Goethe progressed into the Formula Regional European Championship in 2021, partnering Franco Colapinto and fellow F4 graduate Kas Haverkort at MP Motorsport. He scored his first points in the second race of the first round at Imola, finishing ninth in race two. Goethe's only other points finish came at the second race at Zandvoort, where he ended up in tenth place, and the Dane came 23rd in the overall standings, twelfth-highest of all rookies.

Euroformula Open 
For 2022, Goethe switched to the Euroformula Open, partnering with Motopark. At the first round at Estoril, the Dane qualified on pole for the first race, but lost multiple places at the start after a slow getaway, although he would recover to finish third later on. He would have another bad start in Race 2, but would fight back to win the race despite a five-second penalty. Continuing his season in similar fashion, Goethe qualified first for both races at the Pau Circuit, taking a win in Race 1 but losing out on the Grand Prix victory on Sunday to Vladislav Lomko and teammate Christian Mansell. He would have a dominant weekend at Le Castellet, winning two of the three races and coming just short in Race 2 to Mansell. Goethe continued his winning streak, taking victory in all three races at the Circuit de Spa-Francorchamps, despite starting the latter pair of races from sixth. At the final round before the summer break, Goethe once again won the opening race and ended his weekend with another podium in Race 3. Following the first half of the season, he remarked that leading the championship "helps the nerves for when I am in future categories". Two more wins at Imola and the Red Bull Ring followed before a disappointing round at Monza, where he encountered a spin in Race 1 and a brake disc failure before Race 2, which prevented him from starting from pole. Undeterred by this, Goethe clinched the title at the final round in Barcelona by winning the first race, finishing the season with eleven wins and a total of 18 podiums.

FIA Formula 3 Championship

2022 
After Hunter Yeany sustained a broken wrist in the Austrian round, Goethe was drafted to replace him for the Hungary round at Campos Racing. In qualifying, he ended up besting his teammates David Vidales and Pepe Martí, ending up twelfth, thus starting the sprint race from pole position.

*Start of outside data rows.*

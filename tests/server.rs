use rust_fileserver::config::{AppState, Config};
use rust_fileserver::server;
use std::net::SocketAddr;
use std::sync::Arc;
use std::time::Duration;
use tempfile::TempDir;
use tokio::io::{AsyncBufReadExt, AsyncReadExt, AsyncWriteExt, BufReader};
use tokio::net::TcpStream;
use tokio::sync::oneshot;
use tokio::task::JoinHandle;

const IO_TIMEOUT: Duration = Duration::from_secs(5);

struct TestServer {
    addr: SocketAddr,
    root: TempDir,
    stop: Option<oneshot::Sender<()>>,
    handle: JoinHandle<()>,
}

impl TestServer {
    async fn start(root: TempDir) -> Self {
        Self::start_with(root, |_| {}).await
    }

    async fn start_with(root: TempDir, tweak: impl FnOnce(&mut Config)) -> Self {
        let mut config = Config::default();
        config.server.root = root.path().to_path_buf();
        config.logging.access_log = false;
        tweak(&mut config);

        let state = Arc::new(AppState::new(config).unwrap());
        let listener = server::create_listener("127.0.0.1:0".parse().unwrap()).unwrap();
        let addr = listener.local_addr().unwrap();
        let (stop, stopped) = oneshot::channel::<()>();
        let handle = tokio::spawn(server::start_server_loop(listener, state, async move {
            let _ = stopped.await;
        }));

        Self {
            addr,
            root,
            stop: Some(stop),
            handle,
        }
    }

    async fn connect(&self) -> Client {
        let stream = TcpStream::connect(self.addr).await.unwrap();
        Client {
            stream: BufReader::new(stream),
        }
    }

    async fn shutdown(mut self) {
        if let Some(stop) = self.stop.take() {
            let _ = stop.send(());
        }
        tokio::time::timeout(Duration::from_secs(10), &mut self.handle)
            .await
            .unwrap()
            .unwrap();
    }
}

struct Response {
    status: u16,
    headers: Vec<(String, String)>,
    body: Vec<u8>,
}

impl Response {
    fn header(&self, name: &str) -> Option<&str> {
        self.headers
            .iter()
            .find(|(k, _)| k.eq_ignore_ascii_case(name))
            .map(|(_, v)| v.as_str())
    }

    fn content_length(&self) -> usize {
        self.header("content-length").unwrap().parse().unwrap()
    }

    fn text(&self) -> String {
        String::from_utf8_lossy(&self.body).into_owned()
    }
}

struct Client {
    stream: BufReader<TcpStream>,
}

impl Client {
    async fn send_raw(&mut self, raw: &str) {
        self.stream.get_mut().write_all(raw.as_bytes()).await.unwrap();
    }

    async fn request(&mut self, method: &str, target: &str, extra_headers: &str) -> Response {
        self.send_raw(&format!(
            "{method} {target} HTTP/1.1\r\nHost: localhost\r\n{extra_headers}\r\n"
        ))
        .await;
        self.read_response(method == "HEAD").await
    }

    async fn get(&mut self, target: &str) -> Response {
        self.request("GET", target, "").await
    }

    async fn read_response(&mut self, head_only: bool) -> Response {
        tokio::time::timeout(IO_TIMEOUT, self.read_response_inner(head_only))
            .await
            .expect("timed out waiting for response")
    }

    async fn read_response_inner(&mut self, head_only: bool) -> Response {
        let mut status_line = String::new();
        self.stream.read_line(&mut status_line).await.unwrap();
        let status = status_line
            .split_whitespace()
            .nth(1)
            .unwrap_or_else(|| panic!("bad status line: {status_line:?}"))
            .parse()
            .unwrap();

        let mut headers = Vec::new();
        loop {
            let mut line = String::new();
            self.stream.read_line(&mut line).await.unwrap();
            let line = line.trim_end();
            if line.is_empty() {
                break;
            }
            let (name, value) = line.split_once(':').unwrap();
            headers.push((name.trim().to_string(), value.trim().to_string()));
        }

        let mut response = Response {
            status,
            headers,
            body: Vec::new(),
        };
        if !head_only && status != 304 {
            let mut body = vec![0; response.content_length()];
            self.stream.read_exact(&mut body).await.unwrap();
            response.body = body;
        }
        response
    }

    /// True once the server has closed the connection
    async fn closed_within(&mut self, limit: Duration) -> bool {
        let mut buf = Vec::new();
        matches!(
            tokio::time::timeout(limit, self.stream.read_to_end(&mut buf)).await,
            Ok(Ok(_) | Err(_))
        )
    }
}

fn tree() -> TempDir {
    let dir = tempfile::tempdir().unwrap();
    std::fs::write(dir.path().join("a.txt"), "alpha file\n").unwrap();
    std::fs::create_dir(dir.path().join("b")).unwrap();
    std::fs::write(dir.path().join("b/inner.html"), "<p>inner</p>").unwrap();
    dir
}

#[tokio::test]
async fn test_get_file() {
    let server = TestServer::start(tree()).await;
    let mut client = server.connect().await;

    let resp = client.get("/a.txt").await;
    assert_eq!(resp.status, 200);
    assert_eq!(resp.content_length(), 11);
    assert_eq!(resp.body, b"alpha file\n");
    assert_eq!(resp.header("content-type"), Some("text/plain; charset=utf-8"));
    assert!(resp.header("etag").is_some());
    assert!(resp.header("last-modified").is_some());
    assert!(resp.header("server").is_some());
    assert!(resp.header("date").is_some());

    server.shutdown().await;
}

#[tokio::test]
async fn test_if_modified_since_gives_304() {
    let server = TestServer::start(tree()).await;
    let mut client = server.connect().await;

    let first = client.get("/a.txt").await;
    let last_modified = first.header("last-modified").unwrap().to_string();

    let resp = client
        .request(
            "GET",
            "/a.txt",
            &format!("If-Modified-Since: {last_modified}\r\n"),
        )
        .await;
    assert_eq!(resp.status, 304);
    assert!(resp.body.is_empty());

    // An older date still gets the file
    let resp = client
        .request(
            "GET",
            "/a.txt",
            "If-Modified-Since: Sun, 06 Nov 1994 08:49:37 GMT\r\n",
        )
        .await;
    assert_eq!(resp.status, 200);
    assert_eq!(resp.body, b"alpha file\n");

    server.shutdown().await;
}

#[tokio::test]
async fn test_if_none_match_gives_304() {
    let server = TestServer::start(tree()).await;
    let mut client = server.connect().await;

    let etag = client.get("/a.txt").await.header("etag").unwrap().to_string();
    let resp = client
        .request("GET", "/a.txt", &format!("If-None-Match: {etag}\r\n"))
        .await;
    assert_eq!(resp.status, 304);
    assert_eq!(resp.header("etag"), Some(etag.as_str()));

    let resp = client
        .request("GET", "/a.txt", "If-None-Match: \"other\"\r\n")
        .await;
    assert_eq!(resp.status, 200);

    server.shutdown().await;
}

#[tokio::test]
async fn test_directory_redirect_and_listing() {
    let server = TestServer::start(tree()).await;
    let mut client = server.connect().await;

    let resp = client.get("/b").await;
    assert_eq!(resp.status, 301);
    assert_eq!(resp.header("location"), Some("/b/"));

    let resp = client.get("/").await;
    assert_eq!(resp.status, 200);
    assert_eq!(resp.header("content-type"), Some("text/html; charset=utf-8"));
    let html = resp.text();
    assert!(html.contains("href=\"a.txt\""));
    assert!(html.contains("href=\"b/\""));

    server.shutdown().await;
}

#[tokio::test]
async fn test_index_file_is_served() {
    let dir = tree();
    std::fs::write(dir.path().join("b/index.html"), "<h1>index</h1>").unwrap();
    let server = TestServer::start(dir).await;
    let mut client = server.connect().await;

    let resp = client.get("/b/").await;
    assert_eq!(resp.status, 200);
    assert_eq!(resp.text(), "<h1>index</h1>");

    server.shutdown().await;
}

#[tokio::test]
async fn test_not_found() {
    let server = TestServer::start(tree()).await;
    let mut client = server.connect().await;

    let resp = client.get("/does-not-exist").await;
    assert_eq!(resp.status, 404);
    assert!(resp.text().contains("404"));

    server.shutdown().await;
}

#[tokio::test]
async fn test_method_not_allowed() {
    let server = TestServer::start(tree()).await;
    let mut client = server.connect().await;

    let resp = client
        .request("DELETE", "/a.txt", "Content-Length: 0\r\n")
        .await;
    assert_eq!(resp.status, 405);
    assert_eq!(resp.header("allow"), Some("GET, HEAD"));
    assert!(server.root.path().join("a.txt").exists());

    server.shutdown().await;
}

#[tokio::test]
async fn test_head_matches_get_without_body() {
    let server = TestServer::start(tree()).await;
    let mut client = server.connect().await;

    let head = client.request("HEAD", "/a.txt", "").await;
    assert_eq!(head.status, 200);
    assert_eq!(head.content_length(), 11);

    // No body bytes were sent, so the next response parses cleanly
    let get = client.get("/a.txt").await;
    assert_eq!(get.status, 200);
    assert_eq!(get.header("etag"), head.header("etag"));
    assert_eq!(get.body, b"alpha file\n");

    server.shutdown().await;
}

#[tokio::test]
async fn test_traversal_is_refused() {
    let outer = tempfile::tempdir().unwrap();
    std::fs::write(outer.path().join("secret.txt"), "secret").unwrap();
    let root = tempfile::tempdir_in(outer.path()).unwrap();
    let root_name = root.path().file_name().unwrap().to_string_lossy().into_owned();
    let server = TestServer::start(root).await;

    for target in [
        "/../secret.txt".to_string(),
        "/%2e%2e/secret.txt".to_string(),
        "/a/../../secret.txt".to_string(),
        format!("/..%2f..%2f{root_name}%2f..%2fsecret.txt"),
    ] {
        let mut client = server.connect().await;
        let resp = client.get(&target).await;
        assert_eq!(resp.status, 403, "{target} gave {}", resp.status);
        assert!(!resp.text().contains("secret"));
    }

    server.shutdown().await;
}

#[tokio::test]
async fn test_concurrent_large_downloads() {
    let dir = tree();
    let content: Vec<u8> = (0..3_000_000u32).map(|i| (i % 253) as u8).collect();
    std::fs::write(dir.path().join("large.bin"), &content).unwrap();
    let server = TestServer::start(dir).await;
    let content = Arc::new(content);

    let mut tasks = Vec::new();
    for _ in 0..2 {
        let mut client = server.connect().await;
        let expected = Arc::clone(&content);
        tasks.push(tokio::spawn(async move {
            let resp = client.get("/large.bin").await;
            assert_eq!(resp.status, 200);
            assert_eq!(resp.header("content-type"), Some("application/octet-stream"));
            assert_eq!(resp.body.len(), expected.len());
            assert!(resp.body == *expected);
        }));
    }
    for task in tasks {
        task.await.unwrap();
    }

    server.shutdown().await;
}

#[tokio::test]
async fn test_pipelined_requests_answer_in_order() {
    let server = TestServer::start(tree()).await;
    let mut client = server.connect().await;

    client
        .send_raw(
            "GET /a.txt HTTP/1.1\r\nHost: localhost\r\n\r\n\
             GET /b/inner.html HTTP/1.1\r\nHost: localhost\r\n\r\n",
        )
        .await;
    let first = client.read_response(false).await;
    let second = client.read_response(false).await;
    assert_eq!(first.body, b"alpha file\n");
    assert_eq!(second.body, b"<p>inner</p>");

    server.shutdown().await;
}

#[tokio::test]
async fn test_malformed_request_line() {
    let server = TestServer::start(tree()).await;
    let mut client = server.connect().await;

    client.send_raw("THIS IS NOT HTTP\r\n\r\n").await;
    let resp = client.read_response(true).await;
    assert_eq!(resp.status, 400);
    assert!(client.closed_within(IO_TIMEOUT).await);

    server.shutdown().await;
}

#[tokio::test]
async fn test_connection_close_is_honored() {
    let server = TestServer::start(tree()).await;
    let mut client = server.connect().await;

    let resp = client.request("GET", "/a.txt", "Connection: close\r\n").await;
    assert_eq!(resp.status, 200);
    assert!(client.closed_within(IO_TIMEOUT).await);

    server.shutdown().await;
}

#[tokio::test]
async fn test_idle_connection_is_closed() {
    let server = TestServer::start_with(tree(), |config| {
        config.performance.keep_alive_timeout = 1;
    })
    .await;
    let mut client = server.connect().await;

    assert_eq!(client.get("/a.txt").await.status, 200);
    assert!(client.closed_within(IO_TIMEOUT).await);

    server.shutdown().await;
}

#[tokio::test]
async fn test_incomplete_head_times_out() {
    let server = TestServer::start_with(tree(), |config| {
        config.performance.header_read_timeout = 1;
    })
    .await;
    let mut client = server.connect().await;

    client.send_raw("GET /a.txt HTTP/1.1\r\nHost: local").await;
    assert!(client.closed_within(IO_TIMEOUT).await);

    server.shutdown().await;
}

#[tokio::test]
async fn test_max_connections() {
    let server = TestServer::start_with(tree(), |config| {
        config.performance.max_connections = Some(1);
    })
    .await;

    let mut first = server.connect().await;
    assert_eq!(first.get("/a.txt").await.status, 200);

    let mut second = server.connect().await;
    assert!(second.closed_within(IO_TIMEOUT).await);

    // The first connection is unaffected
    assert_eq!(first.get("/a.txt").await.status, 200);

    server.shutdown().await;
}

#[tokio::test]
async fn test_shutdown_stops_accepting() {
    let server = TestServer::start(tree()).await;
    let addr = server.addr;
    let mut idle = server.connect().await;
    assert_eq!(idle.get("/a.txt").await.status, 200);

    server.shutdown().await;

    // Idle keep-alive connections are closed, and the port no longer accepts
    assert!(idle.closed_within(IO_TIMEOUT).await);
    assert!(TcpStream::connect(addr).await.is_err());
}

#[tokio::test]
async fn test_bind_in_use_fails() {
    let server = TestServer::start(tree()).await;
    let err = server::create_listener(server.addr).unwrap_err();
    assert_eq!(err.kind(), std::io::ErrorKind::AddrInUse);
    server.shutdown().await;
}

He dropped from pole position at the start but remained in the top ten throughout the race, ending in eighth after a last-lap collision between Arthur Leclerc and Jak Crawford, giving him three points on his debut. For the Spa-Francorchamps round, he was retained and once again bested his teammates in qualifying, securing a brilliant fourth position. In the sprint race, Goethe collided heavily with Zane Maloney, but luckily both escaped injury. In the feature race, Goethe's race was highly successful even leading the race at one point. He eventually finished fourth, after being passed by Oliver Bearman on the final lap. Goethe returned to his main campaign in the Euroformula Open for the final two rounds of the season and was replaced by Sebastián Montoya. Goethe ended the championship 19th with 15 points.

2023 
At the end of September 2022, Goethe partook in the FIA Formula 3 post-season test with Trident on all three days. On 2 December 2022, it was announced that Trident signed Goethe on a full-time basis for the upcoming 2023 FIA Formula 3 Championship alongside Gabriel Bortoleto and Leonardo Fornaroli.

Personal life 
Goethe's father, Roald Goethe, is a racing driver currently competing in the GT World Challenge Europe Sprint Cup. He is also related to the German writer Johann Wolfgang von Goethe.

Karting record

Karting career summary

Complete Karting World Championship results

Racing record

Racing career summary 

† As Goethe was a guest driver, he was ineligible to score points.
* Season still in progress.

Complete F4 Spanish Championship results 
(key) (Races in bold indicate pole position) (Races in italics indicate fastest lap)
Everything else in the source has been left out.